• _Task objective_
A single number is the expected answer: the count of lines in the records below that contain "DateTime".

══ Provided material ══

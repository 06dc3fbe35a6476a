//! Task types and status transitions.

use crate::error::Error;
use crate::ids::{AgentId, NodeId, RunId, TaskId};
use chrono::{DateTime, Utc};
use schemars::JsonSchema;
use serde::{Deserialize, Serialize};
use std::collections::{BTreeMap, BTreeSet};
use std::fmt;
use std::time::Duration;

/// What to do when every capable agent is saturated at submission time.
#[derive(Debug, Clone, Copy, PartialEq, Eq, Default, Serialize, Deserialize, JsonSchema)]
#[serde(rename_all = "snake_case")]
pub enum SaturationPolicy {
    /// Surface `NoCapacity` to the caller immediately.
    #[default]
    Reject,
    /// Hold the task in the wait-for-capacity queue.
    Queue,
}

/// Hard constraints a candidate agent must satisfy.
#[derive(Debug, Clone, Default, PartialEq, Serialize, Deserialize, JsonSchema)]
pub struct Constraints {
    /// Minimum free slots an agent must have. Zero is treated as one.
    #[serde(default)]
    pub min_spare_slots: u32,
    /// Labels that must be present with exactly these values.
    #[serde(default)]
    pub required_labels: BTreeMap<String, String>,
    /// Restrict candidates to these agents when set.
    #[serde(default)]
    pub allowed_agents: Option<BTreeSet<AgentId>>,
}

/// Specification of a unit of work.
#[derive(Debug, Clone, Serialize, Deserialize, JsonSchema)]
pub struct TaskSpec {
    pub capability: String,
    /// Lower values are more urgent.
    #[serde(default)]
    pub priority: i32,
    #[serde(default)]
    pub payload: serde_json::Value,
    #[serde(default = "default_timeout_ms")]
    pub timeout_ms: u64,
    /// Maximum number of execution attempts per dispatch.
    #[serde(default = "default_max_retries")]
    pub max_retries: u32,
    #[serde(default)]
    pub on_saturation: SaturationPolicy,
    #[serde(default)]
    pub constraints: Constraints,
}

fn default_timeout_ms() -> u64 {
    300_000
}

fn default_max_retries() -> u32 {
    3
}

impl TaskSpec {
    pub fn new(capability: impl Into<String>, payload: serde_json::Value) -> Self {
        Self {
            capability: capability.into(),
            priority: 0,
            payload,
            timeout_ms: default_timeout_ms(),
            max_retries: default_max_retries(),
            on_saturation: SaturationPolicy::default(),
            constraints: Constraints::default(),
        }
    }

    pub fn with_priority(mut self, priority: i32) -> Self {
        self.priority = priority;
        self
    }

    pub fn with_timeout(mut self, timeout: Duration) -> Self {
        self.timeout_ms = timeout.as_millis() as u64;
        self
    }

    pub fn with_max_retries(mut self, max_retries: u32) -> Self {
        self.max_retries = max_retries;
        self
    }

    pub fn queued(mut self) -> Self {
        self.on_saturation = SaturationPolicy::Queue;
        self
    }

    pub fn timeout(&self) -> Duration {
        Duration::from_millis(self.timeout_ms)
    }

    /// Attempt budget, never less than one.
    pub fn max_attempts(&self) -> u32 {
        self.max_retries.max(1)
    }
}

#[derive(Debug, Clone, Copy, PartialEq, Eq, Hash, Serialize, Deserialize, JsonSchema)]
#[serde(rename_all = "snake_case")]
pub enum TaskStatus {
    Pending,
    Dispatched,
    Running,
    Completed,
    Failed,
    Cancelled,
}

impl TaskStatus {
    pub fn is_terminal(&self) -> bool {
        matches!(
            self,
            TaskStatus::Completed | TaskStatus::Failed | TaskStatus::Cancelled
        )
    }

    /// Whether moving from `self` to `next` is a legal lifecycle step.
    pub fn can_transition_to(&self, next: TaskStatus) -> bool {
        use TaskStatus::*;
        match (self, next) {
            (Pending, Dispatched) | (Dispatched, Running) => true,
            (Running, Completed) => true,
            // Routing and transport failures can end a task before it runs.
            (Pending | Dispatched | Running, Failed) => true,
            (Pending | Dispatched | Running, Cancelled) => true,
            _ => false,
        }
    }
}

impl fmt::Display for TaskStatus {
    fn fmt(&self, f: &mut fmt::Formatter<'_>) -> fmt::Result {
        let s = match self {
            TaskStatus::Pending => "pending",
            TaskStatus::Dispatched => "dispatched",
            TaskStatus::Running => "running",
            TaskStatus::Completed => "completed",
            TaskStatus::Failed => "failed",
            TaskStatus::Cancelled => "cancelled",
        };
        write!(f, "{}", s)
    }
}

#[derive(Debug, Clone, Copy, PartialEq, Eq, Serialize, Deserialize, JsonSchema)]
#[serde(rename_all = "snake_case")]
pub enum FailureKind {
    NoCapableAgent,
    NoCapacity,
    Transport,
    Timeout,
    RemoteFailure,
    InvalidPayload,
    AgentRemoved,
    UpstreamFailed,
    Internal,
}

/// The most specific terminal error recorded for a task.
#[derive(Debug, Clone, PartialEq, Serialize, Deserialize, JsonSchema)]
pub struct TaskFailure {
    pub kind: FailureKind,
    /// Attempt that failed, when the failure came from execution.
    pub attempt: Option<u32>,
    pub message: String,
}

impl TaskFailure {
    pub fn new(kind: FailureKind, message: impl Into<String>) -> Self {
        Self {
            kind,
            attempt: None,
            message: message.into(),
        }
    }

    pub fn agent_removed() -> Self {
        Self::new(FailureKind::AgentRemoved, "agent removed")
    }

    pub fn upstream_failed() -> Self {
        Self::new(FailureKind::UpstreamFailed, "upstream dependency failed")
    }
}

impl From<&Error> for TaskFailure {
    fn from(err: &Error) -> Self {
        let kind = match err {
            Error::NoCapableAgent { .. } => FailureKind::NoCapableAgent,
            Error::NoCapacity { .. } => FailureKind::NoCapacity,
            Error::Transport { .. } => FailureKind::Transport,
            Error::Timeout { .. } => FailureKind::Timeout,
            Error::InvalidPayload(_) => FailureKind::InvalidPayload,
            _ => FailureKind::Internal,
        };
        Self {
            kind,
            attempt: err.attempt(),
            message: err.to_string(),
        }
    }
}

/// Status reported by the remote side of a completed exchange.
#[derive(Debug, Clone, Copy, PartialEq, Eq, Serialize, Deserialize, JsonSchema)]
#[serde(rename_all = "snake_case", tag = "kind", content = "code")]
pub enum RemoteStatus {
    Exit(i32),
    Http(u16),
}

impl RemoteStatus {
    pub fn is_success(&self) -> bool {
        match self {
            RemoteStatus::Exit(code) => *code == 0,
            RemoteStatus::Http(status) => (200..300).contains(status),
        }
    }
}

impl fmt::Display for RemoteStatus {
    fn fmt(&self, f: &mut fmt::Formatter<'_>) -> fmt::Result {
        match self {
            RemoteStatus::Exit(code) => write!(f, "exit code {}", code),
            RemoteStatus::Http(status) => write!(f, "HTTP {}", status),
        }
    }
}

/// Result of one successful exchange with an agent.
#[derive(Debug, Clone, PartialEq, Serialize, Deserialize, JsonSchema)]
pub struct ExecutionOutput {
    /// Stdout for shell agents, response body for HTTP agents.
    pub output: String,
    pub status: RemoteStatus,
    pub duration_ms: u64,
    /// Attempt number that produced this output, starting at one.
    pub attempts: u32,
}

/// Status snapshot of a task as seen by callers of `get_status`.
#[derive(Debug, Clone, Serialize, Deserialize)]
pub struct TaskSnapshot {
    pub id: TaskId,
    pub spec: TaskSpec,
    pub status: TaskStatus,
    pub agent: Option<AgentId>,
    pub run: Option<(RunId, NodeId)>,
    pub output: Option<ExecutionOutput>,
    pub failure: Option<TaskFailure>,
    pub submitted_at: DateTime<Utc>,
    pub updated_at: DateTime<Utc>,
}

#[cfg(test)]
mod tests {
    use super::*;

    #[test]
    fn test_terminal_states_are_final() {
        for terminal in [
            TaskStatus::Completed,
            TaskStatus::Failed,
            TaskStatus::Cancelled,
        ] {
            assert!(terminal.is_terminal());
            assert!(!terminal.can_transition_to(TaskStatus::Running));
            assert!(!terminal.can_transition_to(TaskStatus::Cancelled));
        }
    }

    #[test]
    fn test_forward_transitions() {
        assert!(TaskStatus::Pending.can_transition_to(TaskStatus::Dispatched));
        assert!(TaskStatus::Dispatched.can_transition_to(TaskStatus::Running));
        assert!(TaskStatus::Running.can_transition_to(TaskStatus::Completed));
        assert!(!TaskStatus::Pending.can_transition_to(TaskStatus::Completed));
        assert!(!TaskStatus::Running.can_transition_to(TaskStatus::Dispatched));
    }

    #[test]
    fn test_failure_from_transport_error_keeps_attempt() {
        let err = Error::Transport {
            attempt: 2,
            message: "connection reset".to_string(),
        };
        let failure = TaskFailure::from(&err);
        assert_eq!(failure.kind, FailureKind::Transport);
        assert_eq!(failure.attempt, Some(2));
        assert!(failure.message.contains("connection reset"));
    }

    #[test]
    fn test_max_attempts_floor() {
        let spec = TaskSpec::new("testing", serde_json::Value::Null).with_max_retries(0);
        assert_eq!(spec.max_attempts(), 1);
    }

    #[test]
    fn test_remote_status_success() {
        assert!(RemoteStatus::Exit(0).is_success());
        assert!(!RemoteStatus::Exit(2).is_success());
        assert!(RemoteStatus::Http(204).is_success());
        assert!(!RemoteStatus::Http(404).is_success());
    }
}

═══

• _Solution for this exercise_
3